- WORK REQUIRED: Provide the number of lines in the material containing the word "DaemonConfig", with nothing added.

- EXTRACTED MATERIAL:
=====

//! Downstream and Upstream: the two ends of one lane.
//!
//! Both run the same table seen from opposite ends. The *board side* is the
//! machine handing a board over (it announces `BoardAvailable`, reports
//! `TransportFinished`); the *receiving side* announces `MachineReady` and
//! drives `StartTransport`/`StopTransport`. The receiving side opens the
//! service description exchange.

use super::{Admission, Origin, Role, Side, Step};
use crate::message::{
    BoardAvailableData, BoardForecastData, CheckAliveData, Fields, MachineReadyData, Message,
    NotificationData, QueryBoardInfoData, RevokeBoardAvailableData, RevokeMachineReadyData,
    SendBoardInfoData, ServiceDescriptionData, StartTransportData, StopTransportData,
    TransportFinishedData,
};
use crate::state::State;

const HORIZONTAL_TAGS: &[&str] = &[
    ServiceDescriptionData::TAG,
    BoardAvailableData::TAG,
    RevokeBoardAvailableData::TAG,
    MachineReadyData::TAG,
    RevokeMachineReadyData::TAG,
    StartTransportData::TAG,
    StopTransportData::TAG,
    TransportFinishedData::TAG,
    NotificationData::TAG,
    CheckAliveData::TAG,
    BoardForecastData::TAG,
    QueryBoardInfoData::TAG,
    SendBoardInfoData::TAG,
];

/// The interface towards the next machine: hands boards over. Listens.
#[derive(Debug)]
pub struct Downstream;

/// The interface towards the previous machine: takes boards over. Connects.
#[derive(Debug)]
pub struct Upstream;

impl Role for Downstream {
    type State = State;

    const NAME: &'static str = "downstream";
    const NOT_CONNECTED: State = State::NotConnected;
    const SOCKET_CONNECTED: State = State::SocketConnected;
    const DISCONNECTED: State = State::Disconnected;
    const SIDE: Side = Side::Server;
    const ADMISSION: Admission = Admission::Single;
    const ANSWERS_PINGS: bool = false;
    const TAGS: &'static [&'static str] = HORIZONTAL_TAGS;

    fn step(state: State, message: &Message, origin: Origin) -> Step<State> {
        step(state, message, origin == Origin::Local)
    }
}

impl Role for Upstream {
    type State = State;

    const NAME: &'static str = "upstream";
    const NOT_CONNECTED: State = State::NotConnected;
    const SOCKET_CONNECTED: State = State::SocketConnected;
    const DISCONNECTED: State = State::Disconnected;
    const SIDE: Side = Side::Client;
    const ADMISSION: Admission = Admission::Single;
    const ANSWERS_PINGS: bool = false;
    const TAGS: &'static [&'static str] = HORIZONTAL_TAGS;

    fn step(state: State, message: &Message, origin: Origin) -> Step<State> {
        step(state, message, origin == Origin::Peer)
    }
}

/// The lane table. `board_side` is true when the event comes from the
/// machine handing the board over.
fn step(state: State, message: &Message, board_side: bool) -> Step<State> {
    use Message as M;
    use State as S;

    let next = match (state, message, board_side) {
        (S::SocketConnected, M::ServiceDescription(_), false) => S::ServiceDescriptionExchanged,
        (S::ServiceDescriptionExchanged, M::ServiceDescription(_), true) => {
            S::NotAvailableNotReady
        }

        (S::NotAvailableNotReady, M::BoardAvailable(_), true) => S::BoardAvailable,
        (S::NotAvailableNotReady, M::MachineReady(_), false) => S::MachineReady,
        (S::BoardAvailable, M::MachineReady(_), false) => S::AvailableAndReady,
        (S::MachineReady, M::BoardAvailable(_), true) => S::AvailableAndReady,

        (S::BoardAvailable, M::RevokeBoardAvailable(_), true) => S::NotAvailableNotReady,
        (S::MachineReady, M::RevokeMachineReady(_), false) => S::NotAvailableNotReady,
        (S::AvailableAndReady, M::RevokeBoardAvailable(_), true) => S::MachineReady,
        (S::AvailableAndReady, M::RevokeMachineReady(_), false) => S::BoardAvailable,

        (S::AvailableAndReady, M::StartTransport(_), false) => S::Transporting,
        (S::Transporting, M::StopTransport(_), false) => S::TransportStopped,
        (S::Transporting, M::TransportFinished(_), true) => S::TransportFinished,
        (S::TransportStopped, M::TransportFinished(_), true) => S::NotAvailableNotReady,
        (S::TransportFinished, M::StopTransport(_), false) => S::NotAvailableNotReady,

        (
            S::Transporting | S::TransportStopped,
            M::BoardAvailable(_) | M::RevokeBoardAvailable(_),
            true,
        ) => return Step::Stay,

        (s, M::BoardForecast(_) | M::SendBoardInfo(_), true) if handshake_done(s) => {
            return Step::Stay;
        }
        (s, M::QueryBoardInfo(_), false) if handshake_done(s) => return Step::Stay,

        _ => return Step::Reject,
    };
    Step::Enter(next)
}

fn handshake_done(state: State) -> bool {
    !matches!(
        state,
        State::NotConnected
            | State::SocketConnected
            | State::ServiceDescriptionExchanged
            | State::Disconnected
    )
}
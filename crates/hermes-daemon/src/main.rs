//! Runs the Hermes interfaces of one machine from a TOML file.
//!
//! ```text
//! hermes-daemon --config oven.toml
//! RUST_LOG=hermes_net=debug hermes-daemon --json
//! ```

mod config;
mod machine;

use anyhow::Context;
use clap::Parser;
use config::DaemonConfig;
use machine::Machine;
use std::path::PathBuf;
use std::time::Duration;
use tracing_subscriber::EnvFilter;

#[derive(Parser)]
#[command(name = "hermes-daemon", about = "Run the Hermes interfaces of one machine")]
struct Args {
    /// Path to the machine configuration.
    #[arg(short, long, env = "HERMES_CONFIG", default_value = "hermes.toml")]
    config: PathBuf,

    /// Overrides `machine_id` from the file.
    #[arg(long, env = "HERMES_MACHINE_ID")]
    machine_id: Option<String>,

    /// Print every event as one JSON object per line on stdout.
    #[arg(long)]
    json: bool,
}

#[tokio::main]
async fn main() -> anyhow::Result<()> {
    tracing_subscriber::fmt()
        .with_env_filter(
            EnvFilter::from_default_env()
                .add_directive("hermes_daemon=info".parse()?)
                .add_directive("hermes_net=info".parse()?),
        )
        .with_writer(std::io::stderr)
        .init();

    let args = Args::parse();
    let mut config = DaemonConfig::load(&args.config)
        .with_context(|| format!("loading {}", args.config.display()))?;
    if let Some(machine_id) = args.machine_id {
        config.machine_id = machine_id;
        config.validate()?;
    }
    tracing::info!(machine_id = %config.machine_id, "starting");

    let machine = Machine::start(config, args.json)?;
    tokio::signal::ctrl_c().await?;

    tracing::info!("shutting down");
    machine.shutdown();
    // Lets the engines flush their shutdown notifications.
    tokio::time::sleep(Duration::from_millis(200)).await;
    Ok(())
}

=====

- ANSWER BOX: 2